Stirred up
by the spoon

A couple of dozen winter leaguers at The Glamorganshire are sweating under the threat of receiving the dreaded wooden spoon at the prize-giving supper on Saturday evening — all because of a sadistic Chief Snake who refuses to name the luckless pair until the last minute.

You would think that in any well-ordered competition the rules of engagement would be quite straightforward, with the top prize going to the best pair and the worst pair getting the wooden spoon.

But no-one ever accused the Snakes and Ladders of being well-ordered. Actually, the format is excellent. It embraces 72 pairs — that’s 144 golfers — and each Sunday the winners move up the ladder and the losers move down ensuring that the following week winners play winners and losers play losers.

Thus, over the ten weeks, the cream rises to the top and the crap to the bottom of the ladder which has pride of place in the bar.

There are vague rules, such as how many subs each pair is allowed, but generally the competition is run under the iron-fist of the Chief Snake who traditionally operates under just two rules:-

Rule One: The Chief Snake is always right.

Rule Two: In the event of the Chief Snake being proved wrong, Rule One applies.

It works well because there is nothing wrong with a benevolent dictatorship and our current Chief is nothing if not benevolent. Dave Hancock is very popular and this has been his first session in the job.

He took over from Peter ’Jammie’ James who was a very difficult man to follow. The main duty of the Chief Snake is to preside over the Sunday lunchtime raffle and give a scathing account of the morning’s play, naming all those guilty of air-shots and other golfing atrocities.

Jammie would have a packed bar of about 150 in stitches with the quality of his badinage interspersed with saucy jokes.

If there were any doubts that Dave, an ex-copper, would be able to maintain that standard he has soon dispelled them with his own brand of humour which makes up in comedic strength what it may lack in subtlety.

They do say that golf is a funny game but on winter Sunday mornings at our club it is positively hilarious and as far away from the game’s staid image as it possible to get.

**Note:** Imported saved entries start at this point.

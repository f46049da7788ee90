//! Packets and their lifecycle
//!
//! A packet is created in flight at the ground station and ends in exactly
//! one terminal state. Only the engine moves it or changes its state;
//! routers get a shared reference.

use orbital_topology::NodeId;
use serde::{Deserialize, Serialize};
use std::fmt;

#[derive(Debug, Clone, Copy, PartialEq, Eq, PartialOrd, Ord, Hash, Serialize, Deserialize)]
pub struct PacketId(pub u64);

impl fmt::Display for PacketId {
    fn fmt(&self, f: &mut fmt::Formatter<'_>) -> fmt::Result {
        write!(f, "pkt_{}", self.0)
    }
}

/// Why a packet left the network undelivered
#[derive(Debug, Clone, Copy, PartialEq, Eq, PartialOrd, Ord, Hash, Serialize, Deserialize)]
#[serde(rename_all = "snake_case")]
pub enum DropReason {
    /// Time budget used up before reaching the destination
    TtlExpired,
    /// Router had no path, or proposed a hop that is not a current link
    NoRoute,
    /// Router failed while computing the hop
    RouterError,
    /// Still in flight when the run stopped
    SimulationEnded,
}

impl DropReason {
    pub fn as_str(&self) -> &'static str {
        match self {
            DropReason::TtlExpired => "ttl_expired",
            DropReason::NoRoute => "no_route",
            DropReason::RouterError => "router_error",
            DropReason::SimulationEnded => "simulation_ended",
        }
    }
}

impl fmt::Display for DropReason {
    fn fmt(&self, f: &mut fmt::Formatter<'_>) -> fmt::Result {
        f.write_str(self.as_str())
    }
}

#[derive(Debug, Clone, Copy, PartialEq, Serialize, Deserialize)]
#[serde(tag = "state", rename_all = "snake_case")]
pub enum PacketState {
    InFlight,
    Delivered { at_s: f64 },
    Dropped { reason: DropReason, at_s: f64 },
}

impl PacketState {
    pub fn is_terminal(&self) -> bool {
        !matches!(self, PacketState::InFlight)
    }
}

#[derive(Debug, Clone, PartialEq)]
pub struct Packet {
    id: PacketId,
    src: NodeId,
    dst: NodeId,
    created_at_s: f64,
    current_node: NodeId,
    ttl_remaining_s: f64,
    hops: u32,
    state: PacketState,
}

impl Packet {
    pub fn new(id: PacketId, src: NodeId, dst: NodeId, created_at_s: f64, ttl_s: f64) -> Self {
        Self {
            id,
            src,
            dst,
            created_at_s,
            current_node: src,
            ttl_remaining_s: ttl_s,
            hops: 0,
            state: PacketState::InFlight,
        }
    }

    pub fn id(&self) -> PacketId {
        self.id
    }

    pub fn src(&self) -> NodeId {
        self.src
    }

    pub fn dst(&self) -> NodeId {
        self.dst
    }

    pub fn created_at_s(&self) -> f64 {
        self.created_at_s
    }

    pub fn current_node(&self) -> NodeId {
        self.current_node
    }

    pub fn ttl_remaining_s(&self) -> f64 {
        self.ttl_remaining_s
    }

    /// Links traversed so far
    pub fn hops(&self) -> u32 {
        self.hops
    }

    pub fn state(&self) -> PacketState {
        self.state
    }

    pub fn is_in_flight(&self) -> bool {
        !self.state.is_terminal()
    }

    pub fn at_destination(&self) -> bool {
        self.current_node == self.dst
    }

    /// Seconds from creation to delivery
    pub fn latency_s(&self) -> Option<f64> {
        match self.state {
            PacketState::Delivered { at_s } => Some(at_s - self.created_at_s),
            _ => None,
        }
    }

    pub(crate) fn decrement_ttl(&mut self, dt: f64) {
        self.ttl_remaining_s -= dt;
    }

    pub(crate) fn move_to(&mut self, node: NodeId) {
        debug_assert!(self.is_in_flight());
        self.current_node = node;
        self.hops += 1;
    }

    pub(crate) fn deliver(&mut self, at_s: f64) {
        if self.is_in_flight() {
            self.state = PacketState::Delivered { at_s };
        }
    }

    pub(crate) fn drop_with(&mut self, reason: DropReason, at_s: f64) {
        if self.is_in_flight() {
            self.state = PacketState::Dropped { reason, at_s };
        }
    }
}

#[cfg(test)]
mod tests {
    use super::*;

    fn create_test_packet() -> Packet {
        Packet::new(PacketId(7), NodeId::Ground, NodeId::satellite(1, 2), 10.0, 120.0)
    }

    #[test]
    fn test_new_packet_starts_at_source() {
        let packet = create_test_packet();
        assert_eq!(packet.current_node(), NodeId::Ground);
        assert!(packet.is_in_flight());
        assert!(!packet.at_destination());
        assert_eq!(packet.latency_s(), None);
        assert_eq!(packet.id().to_string(), "pkt_7");
    }

    #[test]
    fn test_terminal_state_is_final() {
        let mut packet = create_test_packet();
        packet.move_to(NodeId::satellite(1, 2));
        packet.deliver(14.0);
        packet.drop_with(DropReason::TtlExpired, 15.0);

        assert_eq!(packet.state(), PacketState::Delivered { at_s: 14.0 });
        assert_eq!(packet.latency_s(), Some(4.0));
        assert_eq!(packet.hops(), 1);
    }

    #[test]
    fn test_drop_reason_wire_names() {
        let json = serde_json::to_string(&DropReason::SimulationEnded).unwrap();
        assert_eq!(json, "\"simulation_ended\"");
        assert_eq!(DropReason::NoRoute.to_string(), "no_route");
    }
}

Last Sunday was the final day and those in contention at the top and the bottom took out Stableford cards in case tie-breakers were needed to finalise the finishing order.

There was no problem in deciding the top five prize-winners but even though one pair hadn’t won a single match it was announced that they wouldn’t automatically win the wooden spoon. The Chief Snake wanted time to consider if other pairs were more deserving of the disgrace.

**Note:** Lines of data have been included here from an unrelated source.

//! Persistence-weighted routing
//!
//! Prefers links that have been present across the recent history. A link
//! seen in every retained snapshot costs its distance; a link that just
//! appeared costs up to `1 + instability_penalty` times its distance.
//!
//! ```text
//! cost(e) = distance(e) * (1 + penalty * (1 - persistence(e)))
//! persistence(e) = snapshots containing e / snapshots retained
//! ```
//!
//! Whenever this strategy has nothing to offer it defers to the shortest path
//! router, so it never reports a failure of its own.

use crate::packet::Packet;
use crate::router::{BaselineRouter, Router, RoutingError};
use orbital_topology::{HistoryBuffer, NodeId, TopologySnapshot};
use serde::{Deserialize, Serialize};
use tracing::debug;

#[derive(Debug, Clone, Copy, PartialEq, Serialize, Deserialize)]
#[serde(default)]
pub struct AdaptiveConfig {
    /// Extra cost factor for a link absent from all history
    pub instability_penalty: f64,
    /// Below this remaining TTL (s) take the plain shortest path
    pub min_ttl_margin_s: f64,
}

impl Default for AdaptiveConfig {
    fn default() -> Self {
        Self {
            instability_penalty: 1.0,
            min_ttl_margin_s: 10.0,
        }
    }
}

#[derive(Debug, Clone, Default)]
pub struct AdaptiveRouter {
    config: AdaptiveConfig,
    fallback: BaselineRouter,
}

impl AdaptiveRouter {
    pub fn new(config: AdaptiveConfig) -> Self {
        Self {
            config,
            fallback: BaselineRouter::new(),
        }
    }

    pub fn config(&self) -> &AdaptiveConfig {
        &self.config
    }

    fn weighted_hop(
        &self,
        snapshot: &TopologySnapshot,
        history: &HistoryBuffer,
        from: NodeId,
        to: NodeId,
    ) -> Option<NodeId> {
        let retained = history.len() as f64;
        let penalty = self.config.instability_penalty;

        let path = snapshot.find_path_by(from, to, |a, b, link| {
            let seen = history.iter().filter(|past| past.has_edge(a, b)).count() as f64;
            let persistence = seen / retained;
            link.distance_km * (1.0 + penalty * (1.0 - persistence))
        })?;

        path.get(1).copied()
    }
}

impl Router for AdaptiveRouter {
    fn name(&self) -> &str {
        "adaptive"
    }

    fn next_hop(
        &self,
        packet: &Packet,
        snapshot: &TopologySnapshot,
        time_s: f64,
        history: &HistoryBuffer,
    ) -> Result<Option<NodeId>, RoutingError> {
        let current = packet.current_node();
        let dst = packet.dst();
        if current == dst {
            return Ok(None);
        }

        let fallback = || self.fallback.next_hop(packet, snapshot, time_s, history);

        if history.is_empty() || packet.ttl_remaining_s() <= self.config.min_ttl_margin_s {
            return fallback();
        }

        match self.weighted_hop(snapshot, history, current, dst) {
            Some(hop) if snapshot.has_edge(current, hop) => Ok(Some(hop)),
            _ => {
                debug!("{}: no persistent route from {}, using shortest path", packet.id(), current);
                fallback()
            }
        }
    }
}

Winning the spoon means having your names engraved on a giant spoon above the fireplace in the bar and having to make a much-heckled speech at the presentation supper. In order to avoid it, hackers will persuade better players to sub for them at a crucial stage.

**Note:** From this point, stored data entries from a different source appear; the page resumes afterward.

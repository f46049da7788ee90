//! Immutable topology snapshot
//!
//! One instant of the constellation graph: every node with its position and
//! every feasible link weighted by its length in km. Built once, never
//! mutated, shared read-only with routers.

use crate::{NodeId, Result, TopologyError};
use orbital_mechanics::Position;
use petgraph::algo::astar;
use petgraph::graph::{NodeIndex, UnGraph};
use petgraph::visit::EdgeRef;
use serde::{Deserialize, Serialize};
use std::collections::HashMap;

/// Link types in the constellation
#[derive(Debug, Clone, Copy, PartialEq, Eq, Hash, Serialize, Deserialize)]
pub enum LinkKind {
    /// Inter-satellite link
    InterSatellite,
    /// Satellite to ground station
    Ground,
}

/// An edge (link) in a snapshot
#[derive(Debug, Clone, Copy, PartialEq, Serialize, Deserialize)]
pub struct Link {
    pub kind: LinkKind,
    /// Straight-line length, also the routing weight
    pub distance_km: f64,
}

impl Link {
    pub fn new(kind: LinkKind, distance_km: f64) -> Self {
        Self { kind, distance_km }
    }
}

#[derive(Debug, Clone, Copy)]
struct TopologyNode {
    id: NodeId,
    position: Position,
}

#[derive(Debug)]
pub struct TopologySnapshot {
    time_s: f64,
    graph: UnGraph<TopologyNode, Link>,
    node_index: HashMap<NodeId, NodeIndex>,
}

impl TopologySnapshot {
    /// Nodes only, no links. Duplicate ids keep their first position.
    pub(crate) fn with_nodes(time_s: f64, nodes: impl IntoIterator<Item = (NodeId, Position)>) -> Self {
        let mut graph = UnGraph::default();
        let mut node_index = HashMap::new();

        for (id, position) in nodes {
            node_index
                .entry(id)
                .or_insert_with(|| graph.add_node(TopologyNode { id, position }));
        }

        Self {
            time_s,
            graph,
            node_index,
        }
    }

    pub(crate) fn insert_link(&mut self, a: NodeIndex, b: NodeIndex, link: Link) {
        self.graph.add_edge(a, b, link);
    }

    /// Builds a snapshot from explicit nodes and links.
    ///
    /// Rejects links to unknown nodes, self-loops and a second link between
    /// the same pair.
    pub fn from_parts(
        time_s: f64,
        nodes: impl IntoIterator<Item = (NodeId, Position)>,
        links: impl IntoIterator<Item = (NodeId, NodeId, Link)>,
    ) -> Result<Self> {
        let mut snapshot = Self::with_nodes(time_s, nodes);

        for (a, b, link) in links {
            if a == b {
                return Err(TopologyError::SelfLoop(a));
            }
            let a_idx = snapshot.index_of(a)?;
            let b_idx = snapshot.index_of(b)?;
            if snapshot.graph.find_edge(a_idx, b_idx).is_some() {
                return Err(TopologyError::DuplicateLink(a, b));
            }
            snapshot.insert_link(a_idx, b_idx, link);
        }

        Ok(snapshot)
    }

    fn index_of(&self, id: NodeId) -> Result<NodeIndex> {
        self.node_index
            .get(&id)
            .copied()
            .ok_or(TopologyError::NodeNotFound(id))
    }

    pub fn time_s(&self) -> f64 {
        self.time_s
    }

    pub fn node_count(&self) -> usize {
        self.graph.node_count()
    }

    pub fn edge_count(&self) -> usize {
        self.graph.edge_count()
    }

    pub fn contains(&self, id: NodeId) -> bool {
        self.node_index.contains_key(&id)
    }

    /// Node ids in insertion order
    pub fn nodes(&self) -> impl Iterator<Item = NodeId> + '_ {
        self.graph.node_weights().map(|n| n.id)
    }

    pub fn position(&self, id: NodeId) -> Option<Position> {
        self.node_index.get(&id).map(|idx| self.graph[*idx].position)
    }

    pub fn link(&self, a: NodeId, b: NodeId) -> Option<&Link> {
        let a_idx = self.node_index.get(&a)?;
        let b_idx = self.node_index.get(&b)?;
        self.graph
            .find_edge(*a_idx, *b_idx)
            .map(|edge| &self.graph[edge])
    }

    pub fn has_edge(&self, a: NodeId, b: NodeId) -> bool {
        self.link(a, b).is_some()
    }

    /// Neighbours of `id` with their link, sorted by node id
    pub fn neighbors(&self, id: NodeId) -> Vec<(NodeId, Link)> {
        let Some(idx) = self.node_index.get(&id) else {
            return Vec::new();
        };

        let mut neighbors: Vec<(NodeId, Link)> = self
            .graph
            .edges(*idx)
            .map(|edge| {
                let other = if edge.source() == *idx {
                    edge.target()
                } else {
                    edge.source()
                };
                (self.graph[other].id, *edge.weight())
            })
            .collect();
        neighbors.sort_by_key(|(id, _)| *id);
        neighbors
    }

    /// All links as (lower id, higher id, link), in insertion order
    pub fn links(&self) -> impl Iterator<Item = (NodeId, NodeId, &Link)> + '_ {
        self.graph.edge_references().map(move |e| {
            let a = self.graph[e.source()].id;
            let b = self.graph[e.target()].id;
            (a.min(b), a.max(b), e.weight())
        })
    }

    /// Shortest path by link distance, `from` and `to` included
    pub fn find_path(&self, from: NodeId, to: NodeId) -> Option<Vec<NodeId>> {
        self.find_path_by(from, to, |_, _, link| link.distance_km)
    }

    /// Shortest path under a caller-supplied edge cost.
    ///
    /// The cost receives both endpoints (lower id first) and the link; it must
    /// be non-negative. Ties resolve by node and edge insertion order, so the
    /// same snapshot always yields the same path.
    pub fn find_path_by<F>(&self, from: NodeId, to: NodeId, mut cost: F) -> Option<Vec<NodeId>>
    where
        F: FnMut(NodeId, NodeId, &Link) -> f64,
    {
        let from_idx = *self.node_index.get(&from)?;
        let to_idx = *self.node_index.get(&to)?;

        // A* with a zero heuristic is Dijkstra that also returns the path
        let (_, path) = astar(
            &self.graph,
            from_idx,
            |n| n == to_idx,
            |e| {
                let a = self.graph[e.source()].id;
                let b = self.graph[e.target()].id;
                cost(a.min(b), a.max(b), e.weight())
            },
            |_| 0.0,
        )?;

        Some(path.into_iter().map(|idx| self.graph[idx].id).collect())
    }

    /// Total link distance along `path`; `None` if a hop is not a link
    pub fn path_length_km(&self, path: &[NodeId]) -> Option<f64> {
        path.windows(2)
            .map(|hop| self.link(hop[0], hop[1]).map(|l| l.distance_km))
            .sum()
    }

    pub fn stats(&self) -> SnapshotStats {
        let satellites = self.nodes().filter(|n| n.is_satellite()).count();
        let mut isl_links = 0;
        let mut ground_links = 0;

        for link in self.graph.edge_weights() {
            match link.kind {
                LinkKind::InterSatellite => isl_links += 1,
                LinkKind::Ground => ground_links += 1,
            }
        }

        SnapshotStats {
            time_s: self.time_s,
            total_nodes: self.node_count(),
            satellites,
            ground_stations: self.node_count() - satellites,
            total_links: self.edge_count(),
            isl_links,
            ground_links,
        }
    }
}

/// Snapshot statistics
#[derive(Debug, Clone, Copy, PartialEq, Serialize, Deserialize)]
pub struct SnapshotStats {
    pub time_s: f64,
    pub total_nodes: usize,
    pub satellites: usize,
    pub ground_stations: usize,
    pub total_links: usize,
    pub isl_links: usize,
    pub ground_links: usize,
}

#[cfg(test)]
mod tests {
    use super::*;
    use nalgebra::Vector3;

    fn sat(plane: u32, slot: u32) -> NodeId {
        NodeId::satellite(plane, slot)
    }

    fn isl(d: f64) -> Link {
        Link::new(LinkKind::InterSatellite, d)
    }

    fn create_test_snapshot() -> TopologySnapshot {
        let nodes = [sat(0, 0), sat(0, 1), sat(0, 2), sat(0, 3), NodeId::Ground]
            .into_iter()
            .map(|id| (id, Vector3::zeros()));

        let links = vec![
            (sat(0, 0), sat(0, 1), isl(1.0)),
            (sat(0, 1), sat(0, 2), isl(1.0)),
            (sat(0, 0), sat(0, 3), isl(2.0)),
            (sat(0, 3), sat(0, 2), isl(1.0)),
            (NodeId::Ground, sat(0, 0), Link::new(LinkKind::Ground, 800.0)),
        ];

        TopologySnapshot::from_parts(3.0, nodes, links).unwrap()
    }

    #[test]
    fn test_find_path_prefers_shorter_distance() {
        let snapshot = create_test_snapshot();
        let path = snapshot.find_path(sat(0, 0), sat(0, 2)).unwrap();
        assert_eq!(path, vec![sat(0, 0), sat(0, 1), sat(0, 2)]);
        assert_eq!(snapshot.path_length_km(&path), Some(2.0));
    }

    #[test]
    fn test_find_path_with_custom_cost() {
        let snapshot = create_test_snapshot();
        // Make the 0-1 link expensive so the detour through slot 3 wins
        let path = snapshot
            .find_path_by(sat(0, 0), sat(0, 2), |a, b, link| {
                if (a, b) == (sat(0, 0), sat(0, 1)) {
                    100.0
                } else {
                    link.distance_km
                }
            })
            .unwrap();
        assert_eq!(path, vec![sat(0, 0), sat(0, 3), sat(0, 2)]);
    }

    #[test]
    fn test_no_path_between_components() {
        let nodes = [(sat(0, 0), Vector3::zeros()), (sat(1, 0), Vector3::zeros())];
        let snapshot = TopologySnapshot::from_parts(0.0, nodes, Vec::new()).unwrap();
        assert!(snapshot.find_path(sat(0, 0), sat(1, 0)).is_none());
        assert!(snapshot.find_path(sat(0, 0), sat(9, 9)).is_none());
    }

    #[test]
    fn test_neighbors_sorted() {
        let snapshot = create_test_snapshot();
        let neighbors: Vec<NodeId> = snapshot.neighbors(sat(0, 0)).into_iter().map(|(id, _)| id).collect();
        assert_eq!(neighbors, vec![sat(0, 1), sat(0, 3), NodeId::Ground]);
        assert!(snapshot.neighbors(sat(5, 5)).is_empty());
    }

    #[test]
    fn test_rejects_bad_links() {
        let nodes = || [(sat(0, 0), Vector3::zeros()), (sat(0, 1), Vector3::zeros())];

        let self_loop = TopologySnapshot::from_parts(0.0, nodes(), vec![(sat(0, 0), sat(0, 0), isl(1.0))]);
        assert_eq!(self_loop.err(), Some(TopologyError::SelfLoop(sat(0, 0))));

        let duplicate = TopologySnapshot::from_parts(
            0.0,
            nodes(),
            vec![(sat(0, 0), sat(0, 1), isl(1.0)), (sat(0, 1), sat(0, 0), isl(1.0))],
        );
        assert!(matches!(duplicate, Err(TopologyError::DuplicateLink(_, _))));

        let unknown = TopologySnapshot::from_parts(0.0, nodes(), vec![(sat(0, 0), sat(3, 3), isl(1.0))]);
        assert_eq!(unknown.err(), Some(TopologyError::NodeNotFound(sat(3, 3))));
    }

    #[test]
    fn test_stats() {
        let stats = create_test_snapshot().stats();
        assert_eq!(stats.total_nodes, 5);
        assert_eq!(stats.satellites, 4);
        assert_eq!(stats.ground_stations, 1);
        assert_eq!(stats.isl_links, 4);
        assert_eq!(stats.ground_links, 1);
        assert_eq!(stats.time_s, 3.0);
    }
}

My partner Dave and I have won three matches and with plenty of pairs having won fewer than that we thought we were safe but for some reason we are mentioned as possible spoonists. We tried to make it four wins last Sunday but ex-printers Dave Virgin and Phil Salter beat us four and two.

Our cause wasn’t helped by Dave jarring one of his fingers which affected his driving and long fairway shots but, oddly enough, my ball-striking improved considerably.

‘Ten weeks, and now he starts hitting it,’ was Dave’s unkind comment.